Information shown →
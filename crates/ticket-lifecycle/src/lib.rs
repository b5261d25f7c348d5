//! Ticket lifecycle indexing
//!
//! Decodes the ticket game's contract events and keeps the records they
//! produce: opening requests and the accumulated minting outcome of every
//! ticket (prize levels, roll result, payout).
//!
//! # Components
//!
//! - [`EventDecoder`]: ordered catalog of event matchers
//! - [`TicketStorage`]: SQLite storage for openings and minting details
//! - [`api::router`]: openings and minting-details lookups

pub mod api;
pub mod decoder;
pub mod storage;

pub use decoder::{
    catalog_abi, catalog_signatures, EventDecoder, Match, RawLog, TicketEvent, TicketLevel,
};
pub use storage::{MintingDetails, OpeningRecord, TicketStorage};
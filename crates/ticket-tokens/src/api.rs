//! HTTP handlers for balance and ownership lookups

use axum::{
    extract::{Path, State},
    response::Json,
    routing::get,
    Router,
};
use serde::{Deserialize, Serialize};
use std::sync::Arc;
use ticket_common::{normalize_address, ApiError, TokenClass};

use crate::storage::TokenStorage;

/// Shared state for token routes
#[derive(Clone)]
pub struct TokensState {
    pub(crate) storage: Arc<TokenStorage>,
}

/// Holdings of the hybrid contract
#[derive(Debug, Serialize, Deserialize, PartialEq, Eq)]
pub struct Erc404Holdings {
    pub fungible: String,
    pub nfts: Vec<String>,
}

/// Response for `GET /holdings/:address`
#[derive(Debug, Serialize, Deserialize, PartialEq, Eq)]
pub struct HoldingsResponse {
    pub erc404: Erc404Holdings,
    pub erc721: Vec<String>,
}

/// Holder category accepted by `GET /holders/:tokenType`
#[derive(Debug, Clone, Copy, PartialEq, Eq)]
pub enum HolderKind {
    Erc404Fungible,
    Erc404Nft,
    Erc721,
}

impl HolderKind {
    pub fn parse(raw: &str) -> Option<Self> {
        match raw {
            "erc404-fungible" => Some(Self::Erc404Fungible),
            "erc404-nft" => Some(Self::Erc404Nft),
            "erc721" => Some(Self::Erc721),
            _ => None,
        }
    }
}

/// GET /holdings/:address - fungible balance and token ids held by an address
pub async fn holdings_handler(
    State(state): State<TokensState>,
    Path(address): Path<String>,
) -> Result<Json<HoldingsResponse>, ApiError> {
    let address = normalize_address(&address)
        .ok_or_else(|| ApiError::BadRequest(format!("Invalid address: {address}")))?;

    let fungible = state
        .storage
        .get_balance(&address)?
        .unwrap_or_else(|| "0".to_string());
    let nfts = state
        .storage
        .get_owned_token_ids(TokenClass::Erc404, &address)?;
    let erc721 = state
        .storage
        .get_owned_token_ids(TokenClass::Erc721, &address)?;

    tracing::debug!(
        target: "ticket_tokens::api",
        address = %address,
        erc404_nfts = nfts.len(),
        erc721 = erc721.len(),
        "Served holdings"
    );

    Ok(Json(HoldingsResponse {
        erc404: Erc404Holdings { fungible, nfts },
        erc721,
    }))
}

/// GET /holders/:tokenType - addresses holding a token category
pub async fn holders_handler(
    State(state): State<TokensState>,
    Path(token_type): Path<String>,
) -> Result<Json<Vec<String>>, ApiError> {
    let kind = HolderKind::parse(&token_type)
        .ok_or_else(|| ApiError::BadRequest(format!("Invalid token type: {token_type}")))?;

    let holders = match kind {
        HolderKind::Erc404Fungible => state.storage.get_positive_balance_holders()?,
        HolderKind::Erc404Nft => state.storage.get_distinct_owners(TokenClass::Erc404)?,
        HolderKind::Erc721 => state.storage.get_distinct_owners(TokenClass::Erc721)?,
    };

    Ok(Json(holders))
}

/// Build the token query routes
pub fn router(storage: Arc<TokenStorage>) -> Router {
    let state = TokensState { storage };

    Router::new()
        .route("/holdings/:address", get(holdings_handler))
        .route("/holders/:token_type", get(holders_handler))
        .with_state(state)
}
==
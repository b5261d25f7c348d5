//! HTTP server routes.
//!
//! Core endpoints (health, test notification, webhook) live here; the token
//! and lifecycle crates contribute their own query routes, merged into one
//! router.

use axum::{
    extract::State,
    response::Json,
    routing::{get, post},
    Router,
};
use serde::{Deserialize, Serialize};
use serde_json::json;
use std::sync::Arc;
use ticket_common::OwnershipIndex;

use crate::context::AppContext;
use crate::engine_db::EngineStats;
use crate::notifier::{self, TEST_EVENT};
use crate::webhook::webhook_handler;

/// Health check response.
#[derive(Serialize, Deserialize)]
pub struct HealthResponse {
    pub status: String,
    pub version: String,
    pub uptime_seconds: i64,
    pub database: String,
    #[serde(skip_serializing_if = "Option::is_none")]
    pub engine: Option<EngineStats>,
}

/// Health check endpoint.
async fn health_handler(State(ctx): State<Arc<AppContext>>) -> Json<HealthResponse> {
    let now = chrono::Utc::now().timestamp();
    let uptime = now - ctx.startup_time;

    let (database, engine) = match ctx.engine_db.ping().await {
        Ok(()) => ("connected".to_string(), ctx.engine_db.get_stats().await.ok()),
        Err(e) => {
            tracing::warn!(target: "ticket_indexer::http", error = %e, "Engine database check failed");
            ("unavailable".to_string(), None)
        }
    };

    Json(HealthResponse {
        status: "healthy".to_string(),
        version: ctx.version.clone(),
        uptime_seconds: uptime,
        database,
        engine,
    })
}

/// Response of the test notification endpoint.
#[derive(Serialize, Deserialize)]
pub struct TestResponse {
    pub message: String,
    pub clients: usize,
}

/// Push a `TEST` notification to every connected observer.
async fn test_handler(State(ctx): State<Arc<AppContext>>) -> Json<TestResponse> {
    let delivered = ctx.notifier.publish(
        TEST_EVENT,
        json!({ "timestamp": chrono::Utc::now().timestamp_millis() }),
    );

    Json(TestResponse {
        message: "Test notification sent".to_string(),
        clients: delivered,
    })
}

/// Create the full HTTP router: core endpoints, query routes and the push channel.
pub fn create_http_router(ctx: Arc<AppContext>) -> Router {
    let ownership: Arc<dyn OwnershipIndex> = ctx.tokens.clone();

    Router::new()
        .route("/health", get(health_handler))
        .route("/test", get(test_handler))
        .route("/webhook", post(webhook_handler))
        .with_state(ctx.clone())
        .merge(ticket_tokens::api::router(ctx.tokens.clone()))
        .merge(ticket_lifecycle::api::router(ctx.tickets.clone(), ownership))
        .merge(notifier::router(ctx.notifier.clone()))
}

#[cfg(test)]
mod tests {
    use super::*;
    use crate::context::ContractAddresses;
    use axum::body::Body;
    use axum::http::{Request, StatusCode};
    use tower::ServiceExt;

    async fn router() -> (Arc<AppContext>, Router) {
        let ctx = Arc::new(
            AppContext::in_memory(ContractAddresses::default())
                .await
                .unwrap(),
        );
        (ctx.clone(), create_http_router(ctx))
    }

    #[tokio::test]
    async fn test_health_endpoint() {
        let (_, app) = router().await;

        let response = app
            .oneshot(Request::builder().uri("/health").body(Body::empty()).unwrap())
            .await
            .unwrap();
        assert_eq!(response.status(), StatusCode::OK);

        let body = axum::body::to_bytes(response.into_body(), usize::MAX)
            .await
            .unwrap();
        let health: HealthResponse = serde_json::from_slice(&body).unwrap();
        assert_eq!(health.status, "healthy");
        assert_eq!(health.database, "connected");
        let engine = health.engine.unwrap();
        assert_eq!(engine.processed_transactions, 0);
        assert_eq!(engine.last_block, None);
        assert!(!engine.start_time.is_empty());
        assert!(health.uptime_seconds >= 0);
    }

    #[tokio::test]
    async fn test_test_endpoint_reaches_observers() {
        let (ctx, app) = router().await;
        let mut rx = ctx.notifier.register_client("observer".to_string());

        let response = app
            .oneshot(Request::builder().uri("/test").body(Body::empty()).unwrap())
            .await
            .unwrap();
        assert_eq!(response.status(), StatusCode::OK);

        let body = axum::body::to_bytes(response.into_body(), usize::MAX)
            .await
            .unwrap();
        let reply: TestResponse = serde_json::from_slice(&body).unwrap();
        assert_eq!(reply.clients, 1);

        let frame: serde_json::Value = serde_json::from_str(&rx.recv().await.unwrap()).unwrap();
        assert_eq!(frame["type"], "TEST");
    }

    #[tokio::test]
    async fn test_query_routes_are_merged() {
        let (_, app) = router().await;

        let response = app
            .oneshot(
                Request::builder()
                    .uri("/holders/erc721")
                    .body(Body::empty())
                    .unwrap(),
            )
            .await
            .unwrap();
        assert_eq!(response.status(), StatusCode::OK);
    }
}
* * *
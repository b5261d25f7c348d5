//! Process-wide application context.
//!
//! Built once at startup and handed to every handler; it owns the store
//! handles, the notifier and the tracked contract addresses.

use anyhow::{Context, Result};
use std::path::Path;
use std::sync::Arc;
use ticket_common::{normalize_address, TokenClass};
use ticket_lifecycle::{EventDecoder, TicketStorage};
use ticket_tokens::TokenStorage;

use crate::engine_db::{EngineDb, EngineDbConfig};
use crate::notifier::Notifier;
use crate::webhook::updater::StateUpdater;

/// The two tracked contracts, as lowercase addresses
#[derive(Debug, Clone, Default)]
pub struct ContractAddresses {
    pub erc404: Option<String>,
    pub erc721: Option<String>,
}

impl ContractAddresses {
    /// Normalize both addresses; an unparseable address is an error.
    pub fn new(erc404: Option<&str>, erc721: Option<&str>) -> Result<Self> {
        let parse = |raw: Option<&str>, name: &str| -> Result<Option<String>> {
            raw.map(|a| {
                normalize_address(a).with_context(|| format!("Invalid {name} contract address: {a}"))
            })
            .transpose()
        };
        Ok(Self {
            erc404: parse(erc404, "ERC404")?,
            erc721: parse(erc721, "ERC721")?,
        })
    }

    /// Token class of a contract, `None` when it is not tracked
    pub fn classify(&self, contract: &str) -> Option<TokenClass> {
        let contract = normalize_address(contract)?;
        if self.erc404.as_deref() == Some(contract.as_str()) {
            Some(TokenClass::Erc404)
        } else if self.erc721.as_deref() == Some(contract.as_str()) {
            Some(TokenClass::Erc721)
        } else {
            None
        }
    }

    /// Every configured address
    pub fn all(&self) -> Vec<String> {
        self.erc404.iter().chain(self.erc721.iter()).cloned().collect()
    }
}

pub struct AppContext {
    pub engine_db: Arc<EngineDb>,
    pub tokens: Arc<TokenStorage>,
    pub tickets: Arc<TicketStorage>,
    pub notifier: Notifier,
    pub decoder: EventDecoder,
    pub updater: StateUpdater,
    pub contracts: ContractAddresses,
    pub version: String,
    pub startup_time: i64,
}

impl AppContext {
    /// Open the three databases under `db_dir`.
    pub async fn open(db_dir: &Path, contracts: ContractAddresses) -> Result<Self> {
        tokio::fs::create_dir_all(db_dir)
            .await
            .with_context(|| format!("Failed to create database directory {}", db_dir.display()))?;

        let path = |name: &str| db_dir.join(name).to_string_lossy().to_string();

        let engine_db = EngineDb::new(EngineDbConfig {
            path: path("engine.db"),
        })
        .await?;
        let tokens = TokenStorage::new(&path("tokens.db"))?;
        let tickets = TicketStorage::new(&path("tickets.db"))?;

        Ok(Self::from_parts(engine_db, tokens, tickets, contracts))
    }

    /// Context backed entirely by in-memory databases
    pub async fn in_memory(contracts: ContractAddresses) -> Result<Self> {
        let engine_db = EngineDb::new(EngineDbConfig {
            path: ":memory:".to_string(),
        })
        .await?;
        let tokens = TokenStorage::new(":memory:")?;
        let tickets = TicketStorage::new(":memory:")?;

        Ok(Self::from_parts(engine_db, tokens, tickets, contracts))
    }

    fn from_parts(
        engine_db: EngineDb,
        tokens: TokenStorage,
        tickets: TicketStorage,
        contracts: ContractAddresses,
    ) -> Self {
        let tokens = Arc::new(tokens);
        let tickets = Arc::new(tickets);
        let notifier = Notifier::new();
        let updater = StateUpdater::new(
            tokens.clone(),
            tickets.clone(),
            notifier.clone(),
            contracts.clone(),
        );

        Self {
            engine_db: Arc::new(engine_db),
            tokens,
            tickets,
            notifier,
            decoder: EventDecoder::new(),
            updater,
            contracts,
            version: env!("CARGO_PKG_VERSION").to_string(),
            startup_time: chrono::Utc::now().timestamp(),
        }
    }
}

Your assignment →
Gather every line from the listing above in which "filename" appears, and copy those lines.

Answer to the exercise →
filename crates/ticket-lifecycle/src/lib.rs
filename crates/ticket-tokens/src/api.rs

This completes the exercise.